(Exercise): Find the line with "Token::new(kind, span.slice(self.source), literal, line, span)" in the records below. Copy it and every line after it, up to and including the line with "let value = &self.source[self.start".
Data in this exercise: Begin
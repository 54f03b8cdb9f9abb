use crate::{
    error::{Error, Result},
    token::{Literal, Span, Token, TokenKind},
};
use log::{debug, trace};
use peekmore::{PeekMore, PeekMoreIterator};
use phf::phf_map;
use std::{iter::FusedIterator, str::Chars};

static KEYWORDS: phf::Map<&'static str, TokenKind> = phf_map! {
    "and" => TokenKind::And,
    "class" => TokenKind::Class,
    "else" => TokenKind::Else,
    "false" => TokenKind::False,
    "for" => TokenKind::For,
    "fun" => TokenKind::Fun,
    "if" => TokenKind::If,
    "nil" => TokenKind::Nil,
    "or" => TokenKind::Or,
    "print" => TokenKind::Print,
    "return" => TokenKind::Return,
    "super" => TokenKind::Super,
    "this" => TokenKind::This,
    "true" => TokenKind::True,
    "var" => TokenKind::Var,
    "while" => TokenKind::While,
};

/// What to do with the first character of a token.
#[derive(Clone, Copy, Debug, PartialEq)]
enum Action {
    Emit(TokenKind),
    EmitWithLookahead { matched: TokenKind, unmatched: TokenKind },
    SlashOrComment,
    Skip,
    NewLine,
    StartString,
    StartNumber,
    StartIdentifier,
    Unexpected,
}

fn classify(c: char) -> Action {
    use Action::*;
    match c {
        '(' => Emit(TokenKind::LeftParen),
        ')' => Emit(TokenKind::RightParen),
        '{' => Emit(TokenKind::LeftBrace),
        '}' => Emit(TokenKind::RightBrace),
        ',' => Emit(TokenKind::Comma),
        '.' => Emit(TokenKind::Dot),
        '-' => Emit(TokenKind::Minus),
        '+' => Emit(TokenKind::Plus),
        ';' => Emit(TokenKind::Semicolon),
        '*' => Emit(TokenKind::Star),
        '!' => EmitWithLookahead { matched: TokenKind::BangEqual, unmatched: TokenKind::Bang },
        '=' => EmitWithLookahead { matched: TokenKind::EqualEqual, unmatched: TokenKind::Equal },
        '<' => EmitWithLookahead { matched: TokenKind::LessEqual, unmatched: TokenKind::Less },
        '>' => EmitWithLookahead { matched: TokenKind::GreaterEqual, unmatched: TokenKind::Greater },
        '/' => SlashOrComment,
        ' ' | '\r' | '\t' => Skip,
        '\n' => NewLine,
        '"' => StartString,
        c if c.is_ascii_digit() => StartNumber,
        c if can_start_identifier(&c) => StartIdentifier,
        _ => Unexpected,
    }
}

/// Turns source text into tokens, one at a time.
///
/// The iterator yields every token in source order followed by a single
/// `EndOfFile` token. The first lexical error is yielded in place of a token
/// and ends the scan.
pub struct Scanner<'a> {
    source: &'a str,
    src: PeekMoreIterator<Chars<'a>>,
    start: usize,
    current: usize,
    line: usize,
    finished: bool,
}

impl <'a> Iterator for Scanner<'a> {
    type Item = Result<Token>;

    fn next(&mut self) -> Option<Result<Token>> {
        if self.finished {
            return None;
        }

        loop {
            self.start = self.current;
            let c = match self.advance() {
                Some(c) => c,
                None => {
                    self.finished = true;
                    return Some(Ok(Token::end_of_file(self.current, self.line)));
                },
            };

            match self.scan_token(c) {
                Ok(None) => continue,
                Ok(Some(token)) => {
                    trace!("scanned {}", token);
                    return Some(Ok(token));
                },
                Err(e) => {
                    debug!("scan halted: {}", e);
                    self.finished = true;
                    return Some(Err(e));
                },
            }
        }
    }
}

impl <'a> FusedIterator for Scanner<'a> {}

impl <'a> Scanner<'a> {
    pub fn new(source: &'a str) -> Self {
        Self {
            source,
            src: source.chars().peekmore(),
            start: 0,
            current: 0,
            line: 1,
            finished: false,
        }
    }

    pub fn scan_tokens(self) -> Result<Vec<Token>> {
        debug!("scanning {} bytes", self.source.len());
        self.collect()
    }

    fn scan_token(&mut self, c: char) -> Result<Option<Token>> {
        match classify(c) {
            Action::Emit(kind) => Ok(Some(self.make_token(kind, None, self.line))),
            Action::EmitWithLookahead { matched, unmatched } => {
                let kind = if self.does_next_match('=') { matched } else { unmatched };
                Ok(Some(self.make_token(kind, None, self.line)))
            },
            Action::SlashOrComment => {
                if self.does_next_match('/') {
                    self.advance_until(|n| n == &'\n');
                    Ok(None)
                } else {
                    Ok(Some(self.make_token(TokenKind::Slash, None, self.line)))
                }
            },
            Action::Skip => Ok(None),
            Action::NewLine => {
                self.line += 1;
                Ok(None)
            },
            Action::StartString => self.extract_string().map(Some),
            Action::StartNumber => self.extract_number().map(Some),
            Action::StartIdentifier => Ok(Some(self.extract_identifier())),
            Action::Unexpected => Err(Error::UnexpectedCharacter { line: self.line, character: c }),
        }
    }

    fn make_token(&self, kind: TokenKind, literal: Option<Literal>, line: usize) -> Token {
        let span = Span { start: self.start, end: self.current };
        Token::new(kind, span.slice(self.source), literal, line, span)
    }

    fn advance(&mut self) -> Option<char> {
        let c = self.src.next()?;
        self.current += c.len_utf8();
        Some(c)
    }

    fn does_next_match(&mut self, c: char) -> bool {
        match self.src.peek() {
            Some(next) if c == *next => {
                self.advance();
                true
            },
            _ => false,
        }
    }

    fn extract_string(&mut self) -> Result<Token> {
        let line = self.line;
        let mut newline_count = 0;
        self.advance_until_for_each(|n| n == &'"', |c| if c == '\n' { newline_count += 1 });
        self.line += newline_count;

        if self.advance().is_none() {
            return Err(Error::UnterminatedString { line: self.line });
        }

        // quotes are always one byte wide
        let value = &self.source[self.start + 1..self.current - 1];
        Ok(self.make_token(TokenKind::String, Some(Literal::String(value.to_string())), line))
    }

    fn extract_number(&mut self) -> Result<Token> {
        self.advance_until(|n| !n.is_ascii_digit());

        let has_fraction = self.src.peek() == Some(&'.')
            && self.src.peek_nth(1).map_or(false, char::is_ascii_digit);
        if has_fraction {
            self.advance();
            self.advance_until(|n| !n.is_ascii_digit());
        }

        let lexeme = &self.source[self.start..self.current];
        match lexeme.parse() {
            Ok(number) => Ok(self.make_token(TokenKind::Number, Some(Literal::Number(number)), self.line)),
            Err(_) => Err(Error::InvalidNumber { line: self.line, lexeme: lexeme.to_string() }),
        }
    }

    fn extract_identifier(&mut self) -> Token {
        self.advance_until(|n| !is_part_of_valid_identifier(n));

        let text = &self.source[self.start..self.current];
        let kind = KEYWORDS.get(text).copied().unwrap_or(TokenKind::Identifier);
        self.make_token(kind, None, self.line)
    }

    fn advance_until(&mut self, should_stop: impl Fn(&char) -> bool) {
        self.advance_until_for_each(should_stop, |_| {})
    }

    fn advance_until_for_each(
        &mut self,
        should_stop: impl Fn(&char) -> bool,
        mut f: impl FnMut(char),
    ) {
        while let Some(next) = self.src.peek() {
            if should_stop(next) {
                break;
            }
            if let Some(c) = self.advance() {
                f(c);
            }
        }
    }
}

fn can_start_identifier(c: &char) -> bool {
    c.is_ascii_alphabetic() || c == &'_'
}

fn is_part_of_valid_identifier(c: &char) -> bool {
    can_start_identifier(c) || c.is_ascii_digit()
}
Data in this exercise: End
Data in this exercise: Begin
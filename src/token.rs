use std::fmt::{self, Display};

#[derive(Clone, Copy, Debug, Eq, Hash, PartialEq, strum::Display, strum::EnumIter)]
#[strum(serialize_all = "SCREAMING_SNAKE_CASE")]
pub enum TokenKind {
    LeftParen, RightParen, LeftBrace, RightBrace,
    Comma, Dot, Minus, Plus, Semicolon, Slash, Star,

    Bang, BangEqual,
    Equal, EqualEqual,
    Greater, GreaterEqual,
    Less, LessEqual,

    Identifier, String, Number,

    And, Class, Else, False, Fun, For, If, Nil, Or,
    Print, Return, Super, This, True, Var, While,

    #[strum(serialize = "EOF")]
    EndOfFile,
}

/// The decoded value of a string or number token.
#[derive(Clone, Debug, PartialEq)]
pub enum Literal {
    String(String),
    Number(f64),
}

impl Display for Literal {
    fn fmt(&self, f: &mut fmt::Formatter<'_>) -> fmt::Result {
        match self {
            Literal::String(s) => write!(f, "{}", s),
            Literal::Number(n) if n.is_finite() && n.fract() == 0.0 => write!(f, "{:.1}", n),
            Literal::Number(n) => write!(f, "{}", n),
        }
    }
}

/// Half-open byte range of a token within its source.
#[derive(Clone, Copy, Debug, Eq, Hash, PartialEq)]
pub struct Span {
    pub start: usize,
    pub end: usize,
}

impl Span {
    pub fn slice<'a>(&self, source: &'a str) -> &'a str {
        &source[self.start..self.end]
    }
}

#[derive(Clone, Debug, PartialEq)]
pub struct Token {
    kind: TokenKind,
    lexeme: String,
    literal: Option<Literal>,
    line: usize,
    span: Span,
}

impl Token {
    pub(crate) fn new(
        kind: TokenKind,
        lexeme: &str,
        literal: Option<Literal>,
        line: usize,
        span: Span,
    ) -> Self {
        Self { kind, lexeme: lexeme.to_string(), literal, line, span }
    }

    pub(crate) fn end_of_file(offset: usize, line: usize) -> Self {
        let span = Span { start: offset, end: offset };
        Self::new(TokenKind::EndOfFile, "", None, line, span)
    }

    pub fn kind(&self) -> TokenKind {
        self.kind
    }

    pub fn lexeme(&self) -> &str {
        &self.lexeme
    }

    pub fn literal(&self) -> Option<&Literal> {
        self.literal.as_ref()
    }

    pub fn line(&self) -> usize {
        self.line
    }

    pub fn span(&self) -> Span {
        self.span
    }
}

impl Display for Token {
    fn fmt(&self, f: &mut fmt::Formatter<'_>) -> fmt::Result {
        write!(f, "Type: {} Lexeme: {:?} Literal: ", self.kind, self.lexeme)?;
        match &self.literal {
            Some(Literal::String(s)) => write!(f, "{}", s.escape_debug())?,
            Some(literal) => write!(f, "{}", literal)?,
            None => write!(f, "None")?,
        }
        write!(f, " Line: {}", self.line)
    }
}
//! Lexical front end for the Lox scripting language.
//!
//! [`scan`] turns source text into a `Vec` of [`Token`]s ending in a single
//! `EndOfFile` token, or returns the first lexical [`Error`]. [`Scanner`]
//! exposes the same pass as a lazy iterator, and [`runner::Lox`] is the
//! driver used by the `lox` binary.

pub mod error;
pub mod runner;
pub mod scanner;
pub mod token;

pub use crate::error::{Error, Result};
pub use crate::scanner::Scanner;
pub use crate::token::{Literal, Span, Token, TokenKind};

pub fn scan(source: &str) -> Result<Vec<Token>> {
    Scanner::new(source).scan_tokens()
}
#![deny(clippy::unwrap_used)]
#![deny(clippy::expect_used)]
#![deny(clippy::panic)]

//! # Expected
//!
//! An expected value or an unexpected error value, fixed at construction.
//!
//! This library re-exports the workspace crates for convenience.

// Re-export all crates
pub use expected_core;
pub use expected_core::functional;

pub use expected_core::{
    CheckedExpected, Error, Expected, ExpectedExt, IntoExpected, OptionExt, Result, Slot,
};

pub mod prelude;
Data in this exercise: End
(Written response):
        Token::new(kind, span.slice(self.source), literal, line, span)
    }

    fn advance(&mut self) -> Option<char> {
        let c = self.src.next()?;
        self.current += c.len_utf8();
        Some(c)
    }

    fn does_next_match(&mut self, c: char) -> bool {
        match self.src.peek() {
            Some(next) if c == *next => {
                self.advance();
                true
            },
            _ => false,
        }
    }

    fn extract_string(&mut self) -> Result<Token> {
        let line = self.line;
        let mut newline_count = 0;
        self.advance_until_for_each(|n| n == &'"', |c| if c == '\n' { newline_count += 1 });
        self.line += newline_count;

        if self.advance().is_none() {
            return Err(Error::UnterminatedString { line: self.line });
        }

        // quotes are always one byte wide
        let value = &self.source[self.start + 1..self.current - 1];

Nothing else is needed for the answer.